Voici mon dernier cours officiel au sein du Collège tout juste dispensé. Une page se tourne, laissant derrière elle neuf mois de professorat plus ou moins jouissif, selon que les élèves étaient dans une passe de travail ou non. Parents, lorsque vous motivez vos enfants dans l’exercice de leur devoir d’état, n’oubliez pas de mentionner que, s’ils ne le font pas pour eux, qu’ils apprennent au moins leurs cours par charité pour leur enseignant !

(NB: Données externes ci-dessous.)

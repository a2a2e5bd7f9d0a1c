use std::convert::Infallible;
use std::future::Future;
use std::net::SocketAddr;
use std::sync::Arc;
use serde_json::{json, Value};
use tracing::{debug, error, info, warn};
use warp::http::StatusCode;
use warp::hyper::body::Bytes;
use warp::reject::{self, Reject};
use warp::reply::{self, Reply, Response};
use warp::{Filter, Rejection};

use crate::MovieStore;
use crate::error::{self, ApiError, StoreError, NOT_FOUND_MESSAGE};
use crate::query::ListParams;
use crate::schema;

// 64KB cap on request bodies
const MAX_BODY_BYTES: u64 = 64 * 1024;

#[derive(Debug)]
struct InvalidJson(String);
impl Reject for InvalidJson {}

#[derive(Debug)]
struct BodyTooLarge;
impl Reject for BodyTooLarge {}

#[derive(Debug)]
struct NotJson;
impl Reject for NotJson {}

pub struct ReelServer {
    store: Arc<MovieStore>,
}

impl ReelServer {
    pub fn new(store: Arc<MovieStore>) -> Self {
        Self { store }
    }

    /// Serves until `shutdown` resolves.
    pub async fn run<S>(&self, addr: SocketAddr, shutdown: S) -> Result<(), warp::Error>
    where
        S: Future<Output = ()> + Send + 'static,
    {
        let (bound, server) = warp::serve(routes(self.store.clone()))
            .try_bind_with_graceful_shutdown(addr, shutdown)?;
        info!("Reel listening on http://{}", bound);
        server.await;
        info!("Server stopped.");
        Ok(())
    }
}

/// The full HTTP surface: routes, rejection mapping, CORS and request tracing.
pub fn routes(store: Arc<MovieStore>) -> impl Filter<Extract = (impl Reply,), Error = Rejection> + Clone {
    // 1. GET /
    let root = warp::path::end()
    .and(warp::get())
    .map(|| warp::reply::json(&json!({ "message": "Hola Mundo" })));

    // 2. GET /movies?genre=..|pag=..&qt=..
    let list = warp::path("movies")
    .and(warp::path::end())
    .and(warp::get())
    .and(list_params())
    .and(with_store(store.clone()))
    .and_then(list_movies);

    // 3. GET /movies/:id
    let get = warp::path!("movies" / String)
    .and(warp::get())
    .and(with_store(store.clone()))
    .and_then(get_movie);

    // 4. POST /movies
    let create = warp::path("movies")
    .and(warp::path::end())
    .and(warp::post())
    .and(json_body())
    .and(with_store(store.clone()))
    .and_then(create_movie);

    // 5. PATCH /movies/:id
    let update = warp::path!("movies" / String)
    .and(warp::patch())
    .and(json_body())
    .and(with_store(store.clone()))
    .and_then(update_movie);

    // 6. DELETE /movies/:id
    let delete = warp::path!("movies" / String)
    .and(warp::delete())
    .and(with_store(store))
    .and_then(delete_movie);

    let cors = warp::cors()
    .allow_any_origin()
    .allow_methods(vec!["GET", "POST", "PATCH", "DELETE", "OPTIONS"])
    .allow_headers(vec!["content-type"]);

    root.or(list).or(get).or(create).or(update).or(delete)
    .recover(handle_rejection)
    .with(cors)
    .with(warp::trace::request())
}

fn with_store(store: Arc<MovieStore>) -> impl Filter<Extract = (Arc<MovieStore>,), Error = Infallible> + Clone {
    warp::any().map(move || store.clone())
}

/// Unparseable query strings fall back to an unfiltered listing.
fn list_params() -> impl Filter<Extract = (ListParams,), Error = Infallible> + Clone {
    warp::query::<ListParams>()
    .or(warp::any().map(ListParams::default))
    .unify()
}

/// JSON request body, capped at 64KB. `Content-Length` is optional so chunked
/// uploads are accepted; the cap is then enforced on the bytes read.
fn json_body() -> impl Filter<Extract = (Value,), Error = Rejection> + Clone {
    warp::header::optional::<u64>("content-length")
    .and(warp::header::optional::<String>("content-type"))
    .and_then(|length: Option<u64>, content_type: Option<String>| async move {
        if length.map_or(false, |n| n > MAX_BODY_BYTES) {
            return Err(reject::custom(BodyTooLarge));
        }
        if content_type.map_or(false, |ct| !is_json(&ct)) {
            return Err(reject::custom(NotJson));
        }
        Ok(())
    })
    .untuple_one()
    .and(warp::body::bytes())
    .and_then(|bytes: Bytes| async move { decode_body(&bytes) })
}

fn is_json(content_type: &str) -> bool {
    let essence = content_type.split(';').next().unwrap_or("").trim().to_ascii_lowercase();
    essence == "application/json" || essence.ends_with("+json")
}

fn decode_body(bytes: &[u8]) -> Result<Value, Rejection> {
    if bytes.len() as u64 > MAX_BODY_BYTES {
        return Err(reject::custom(BodyTooLarge));
    }
    serde_json::from_slice(bytes).map_err(|e| reject::custom(InvalidJson(e.to_string())))
}

// --- HANDLERS ---

async fn list_movies(params: ListParams, store: Arc<MovieStore>) -> Result<Response, Infallible> {
    let query = params.into_query();
    debug!("Listing movies: {:?}", query);
    respond(store.query(&query).map(|movies| reply::json(&movies).into_response()).map_err(ApiError::from))
}

async fn get_movie(id: String, store: Arc<MovieStore>) -> Result<Response, Infallible> {
    debug!("Fetching movie {}", id);
    respond(store.get(&id).map(|movie| reply::json(&movie).into_response()).map_err(ApiError::from))
}

async fn create_movie(body: Value, store: Arc<MovieStore>) -> Result<Response, Infallible> {
    respond(create(&body, &store))
}

async fn update_movie(id: String, body: Value, store: Arc<MovieStore>) -> Result<Response, Infallible> {
    respond(update(&id, &body, &store))
}

async fn delete_movie(id: String, store: Arc<MovieStore>) -> Result<Response, Infallible> {
    respond(
        store
        .delete(&id)
        .map(|_| reply::with_status(reply::reply(), StatusCode::NO_CONTENT).into_response())
        .map_err(ApiError::from),
    )
}

fn create(body: &Value, store: &MovieStore) -> Result<Response, ApiError> {
    let draft = schema::validate_full(body)?;
    let movie = store.create(draft)?;
    Ok(reply::with_status(reply::json(&movie), StatusCode::CREATED).into_response())
}

// Validation runs before the lookup, so a bad delta is a 400 even for unknown ids.
fn update(id: &str, body: &Value, store: &MovieStore) -> Result<Response, ApiError> {
    let delta = schema::validate_partial(body)?;
    let movie = store.update_partial(id, delta)?;
    Ok(reply::json(&movie).into_response())
}

fn respond(result: Result<Response, ApiError>) -> Result<Response, Infallible> {
    match result {
        Ok(response) => Ok(response),
        Err(err) => {
            match &err {
                ApiError::Store(StoreError::Poisoned) => error!("Request failed: {}", err),
                ApiError::Validation(_) => warn!("Rejected input: {}", err),
                ApiError::Store(_) => debug!("Request failed: {}", err),
            }
            Ok(err.into_response())
        }
    }
}

// --- REJECTIONS ---

async fn handle_rejection(err: Rejection) -> Result<Response, Infallible> {
    if err.is_not_found() {
        return Ok(error::message(StatusCode::NOT_FOUND, NOT_FOUND_MESSAGE));
    }

    if let Some(InvalidJson(e)) = err.find::<InvalidJson>() {
        warn!("Malformed JSON body: {}", e);
        let body = json!({
            "error": [{ "code": "invalid_json", "path": [], "message": e }]
        });
        return Ok(reply::with_status(reply::json(&body), StatusCode::BAD_REQUEST).into_response());
    }

    let (status, text) = if err.find::<BodyTooLarge>().is_some() {
        (StatusCode::PAYLOAD_TOO_LARGE, "Payload Too Large")
    } else if err.find::<NotJson>().is_some() {
        (StatusCode::UNSUPPORTED_MEDIA_TYPE, "Unsupported Media Type")
    } else if err.find::<reject::MethodNotAllowed>().is_some() {
        (StatusCode::METHOD_NOT_ALLOWED, "Method Not Allowed")
    } else {
        error!("Unhandled rejection: {:?}", err);
        (StatusCode::INTERNAL_SERVER_ERROR, "Internal Server Error")
    };
    Ok(error::message(status, text))
}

Je continue néanmoins à donner quelques « extra-classes » aux étudiants motivés de dernière année de français, et ce ces prochaines semaines, avant leur examen. Mais le syllabus (programme scolaire) est achevé, juste à temps. Ils maîtrisent désormais le subjonctif, le futur antérieur et le plus-que-parfait. Je suis assez fier, d’autant que je crois leur avoir tout de même transmis le goût pour ma langue maternelle, et celui de notre culture. Mais combien de temps cela leur restera-t-il ? Mystère… Une de mes étudiantes, l’une des nombreuses tibétaines que j’enseigne, est responsable des jeunes tibétains indépendantistes en Inde. C’est une excellente étudiante, et son français est bon. Elle viendra peut-être finir ses études à Strasbourg ; le passage de la flamme gréco-chinoise à Paris l’en a convaincue…

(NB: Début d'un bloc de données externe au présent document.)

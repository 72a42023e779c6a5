use super::*;

/// A file attached to an outgoing message. Embeds may reference these
/// through `attachment://{filename}` URLs.
#[derive(Default, Debug, Clone, PartialEq, Serialize, Deserialize)]
pub struct Attachment {
    pub filename: SmolStr,

    #[serde(default, skip_serializing_if = "is_none_or_empty")]
    pub url: Option<SmolStr>,
}

/// The slice of an outgoing message that whole-embed validation inspects:
/// body text plus the files available for `attachment://` references.
#[derive(Default, Debug, Clone, PartialEq, Serialize, Deserialize)]
pub struct Message {
    #[serde(default, skip_serializing_if = "SmolStr::is_empty")]
    pub content: SmolStr,

    #[serde(default, skip_serializing_if = "Vec::is_empty")]
    pub attachments: Vec<Attachment>,

    #[serde(default, skip_serializing_if = "Option::is_none")]
    pub embed: Option<Embed>,
}

impl Message {
    pub fn has_attachment(&self, filename: &str) -> bool {
        self.attachments.iter().any(|a| a.filename == filename)
    }
}

#[cfg(test)]
mod tests {
    use super::*;

    #[test]
    fn test_has_attachment() {
        let msg = Message {
            attachments: vec![Attachment {
                filename: SmolStr::new("chart.png"),
                url: None,
            }],
            ..Default::default()
        };

        assert!(msg.has_attachment("chart.png"));
        assert!(!msg.has_attachment("other.png"));
    }
}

Pour vous donner un aperçu de mon avenir proche, je suis désormais dans l’attente de l’arrivée de mon successeur - Antoine - au Collège, prévue pour le 9 mai. Je continue plus que jamais à rendre visite à mes handicapés, à mes orphelins, etc. Je dois aussi préparer des cours de français proposés pendant les vacances à des gens extérieurs au Collège. Ils seront dispensés vraisemblablement dès la fin avril. Après l’arrivée d’Antoine, et une bonne semaine passée avec lui à Mysore, tuilage oblige, petit trip au Rajasthan avec Anne-Marie et Honorine, volontaires MEP de Bangalore. Mon retour, début juin, se fera à Bangalore. J’aurai alors en charge la recherche de nouveaux postes de volontariat en Inde ; je profiterai sans doute de mon tour dans le Nord-Ouest pour y rencontrer les personnes adéquates, notamment à Bombay. Puis je ferai sans doute de petits trajets (comprenez moins de 24 heures de train aller…) pour trouver des postes en Inde du Sud. Je vous tiendrai au courant de tout cela. Pour le courrier, n’envoyez des lettres à Mysore que jusqu’à la fin avril ; si vous tenez à m’écrire pour la saint Thibault, il vous faudra le faire à l’adresse suivante :
Thibault Lambert
St Peter Pontifical Seminary
MEP House – P.B. #5559
Malleswaram West P.O.
Bangalore – 560055
Karnataka
Inde
A ce propos, je vous rappelle que « France » en anglais ne s’écrit pas « Francia »…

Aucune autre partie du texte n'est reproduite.